Manara trained her wand on him with her right hand and used its force to yank him to his feet.

Lenny protested but Manara’s wand kept most of his complaints under his breath.

“You’re going to suffer before I kill you,” Manara said. She studied Lenny with a sullen look. “I’m going to yank all your teeth out, one by one. Then I’m going to break every bone in your body, starting with your feet and finishing with your head. And finally, I’m going to tear each eye from its socket before you die. I’ll be the last person you’ll see. Then I’m going to feast on your blood and—”

“I never meant you any harm,” Lenny said. “You don’t have to—”

“Shut up!”

Lenny hesitated and looked at the magic wand pointed at his face.

“When I’m done drinking your blood, I’ll drink your girlfriend’s.” Manara laughed. She stopped suddenly and scowled. “Be quick about it,” she barked.

“What?” Lenny stumbled back a step. Then he realized that Manara was talking to her wand.

“Be quick. I command you.”

A green beam of magic shot from the wand and pushed Lenny back against a poplar tree. Coils wrapped around his head, arms and legs, and securely fastened him to the tree. The coil around his head pressed against his mouth and became a gag that kept him from speaking.

“Tell me one of your lies now, bitch.” Manara laughed. Her magic wrenched Lenny’s arms tighter around the tree. He struggled until Manara placed her wand’s hot crystal against his forehead. The boy looked sadly at Vree while Manara’s magic fastened him even tighter to the tree.

Manara laughed again before going to Vree and yanking her to her feet. She undid the restraints from Vree’s wrists and while waving the wand, screwed up her face in a frightening scowl. Her eyes rolled up in her head and her left shoulder twitched. She unleashed a barrage of profanity, then settled and aimed her wand at Vree’s ankles and removed the restraints.
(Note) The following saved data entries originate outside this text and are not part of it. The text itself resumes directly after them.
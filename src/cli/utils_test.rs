use chrono::{TimeZone, Utc};

use crate::cli::utils::*;

#[test]
fn test_truncate_with_ellipsis_short_string() {
    assert_eq!(truncate_with_ellipsis("hello", 10), "hello");
}

#[test]
fn test_truncate_with_ellipsis_long_string() {
    let result = truncate_with_ellipsis("hello world this is a long string", 10);
    assert_eq!(result, "hello w...");
}

#[test]
fn test_truncate_with_ellipsis_unicode() {
    assert_eq!(truncate_with_ellipsis("hello 世界", 8), "hello 世界");
    assert_eq!(truncate_with_ellipsis("hello 世界", 7), "hell...");
}

#[test]
fn test_format_optional() {
    assert_eq!(format_optional(None), "-");
    assert_eq!(format_optional(Some("")), "-");
    assert_eq!(format_optional(Some("notes")), "notes");
}

#[test]
fn test_status_label() {
    assert_eq!(status_label(true), "Done");
    assert_eq!(status_label(false), "Pending");
}

#[test]
fn test_styled_title_strikes_through_completed() {
    colored::control::set_override(true);

    let done = styled_title("Ship it", true);
    assert!(done.contains("\u{1b}[9m"), "missing strikethrough: {done:?}");
    assert_eq!(String::from_utf8(strip_ansi_escapes::strip(&done)).unwrap(), "Ship it");

    assert_eq!(styled_title("Ship it", false), "Ship it");
}

#[test]
fn test_date_format_compact() {
    let ts = Utc.with_ymd_and_hms(2025, 3, 7, 14, 5, 9).unwrap();
    assert_eq!(DateFormat::Compact.format(&ts), "07-03-2025");
}

#[test]
fn test_date_format_full() {
    let ts = Utc.with_ymd_and_hms(2025, 3, 7, 14, 5, 9).unwrap();
    assert_eq!(DateFormat::Full.format(&ts), "2025-03-07T14:05:09Z");
}

#[test]
fn test_date_format_from_flag() {
    assert_eq!(DateFormat::from_full_flag(false), DateFormat::Compact);
    assert_eq!(DateFormat::from_full_flag(true), DateFormat::Full);
}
“Hurry up,” she barked. She grabbed Vree’s hair and pulled her to Lenny. “I want you to see him suffer.”

Twigs and bits of branches and snow scattered overhead and fell as a shotgun blast sounded behind Manara. She whirled and saw Dave Evans aiming a double-barreled rifle at her.

“Raise that wand another millimeter and I’m going to blow a hole in your chest.” Dave motioned with the rifle for her to step away from Vree.
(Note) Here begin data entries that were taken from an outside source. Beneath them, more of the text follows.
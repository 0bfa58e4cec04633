use crate::cli::error::CliResult;
use crate::cli::prompt::Prompter;
use crate::cli::scope::resolve_scope;
use crate::db::{Database, NewTodo, TodoRepository};

/// Add a todo to the project of `cwd`.
pub async fn add_todo<D: Database, P: Prompter>(
    db: &D,
    prompter: &mut P,
    cwd: &str,
    title: String,
    description: Option<String>,
) -> CliResult<String> {
    let project_id = resolve_scope(db, prompter, cwd).await?;

    let todo = db
        .todos()
        .create(&NewTodo {
            title,
            description,
            project_id,
        })
        .await?;

    Ok(format!("Added todo {}: {}", todo.id, todo.title))
}

/// Mark a todo as done
pub async fn complete_todo<D: Database>(db: &D, id: i64) -> CliResult<String> {
    let todo = db.todos().complete(id).await?;
    Ok(format!("Completed todo {}: {}", todo.id, todo.title))
}

/// Delete a single todo
pub async fn remove_todo<D: Database>(db: &D, id: i64) -> CliResult<String> {
    db.todos().delete(id).await?;
    Ok(format!("Deleted todo {}", id))
}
Manara released Vree’s hair, then quickly maneuvered around the girl and made her a shield. She pressed the wand’s crystal to Vree’s throat and summoned the portal.

The fog came quickly, enveloped Manara and Vree, and then whisked them away as it vanished.

Dave hurried to Lenny and tried to undo the coils.

“They’re on good and tight,” Dave said after several minutes had passed. “We need magic to undo magic.”

Lenny continued struggling to break free. With his head tightly fastened to the tree, working the coils around his wrists was extremely difficult. While he and Dave wrestled to free his hands, he chewed at the coil in his mouth. Threads of magic frayed and broke away and collected in the back of his throat, threatening to choke him. He fought the gagging reflexes in his throat and worked out a system of chewing and swallowing the magic fibers. He felt the bond loosen, so he pushed his head forward until the gag broke and he could push if from his mouth.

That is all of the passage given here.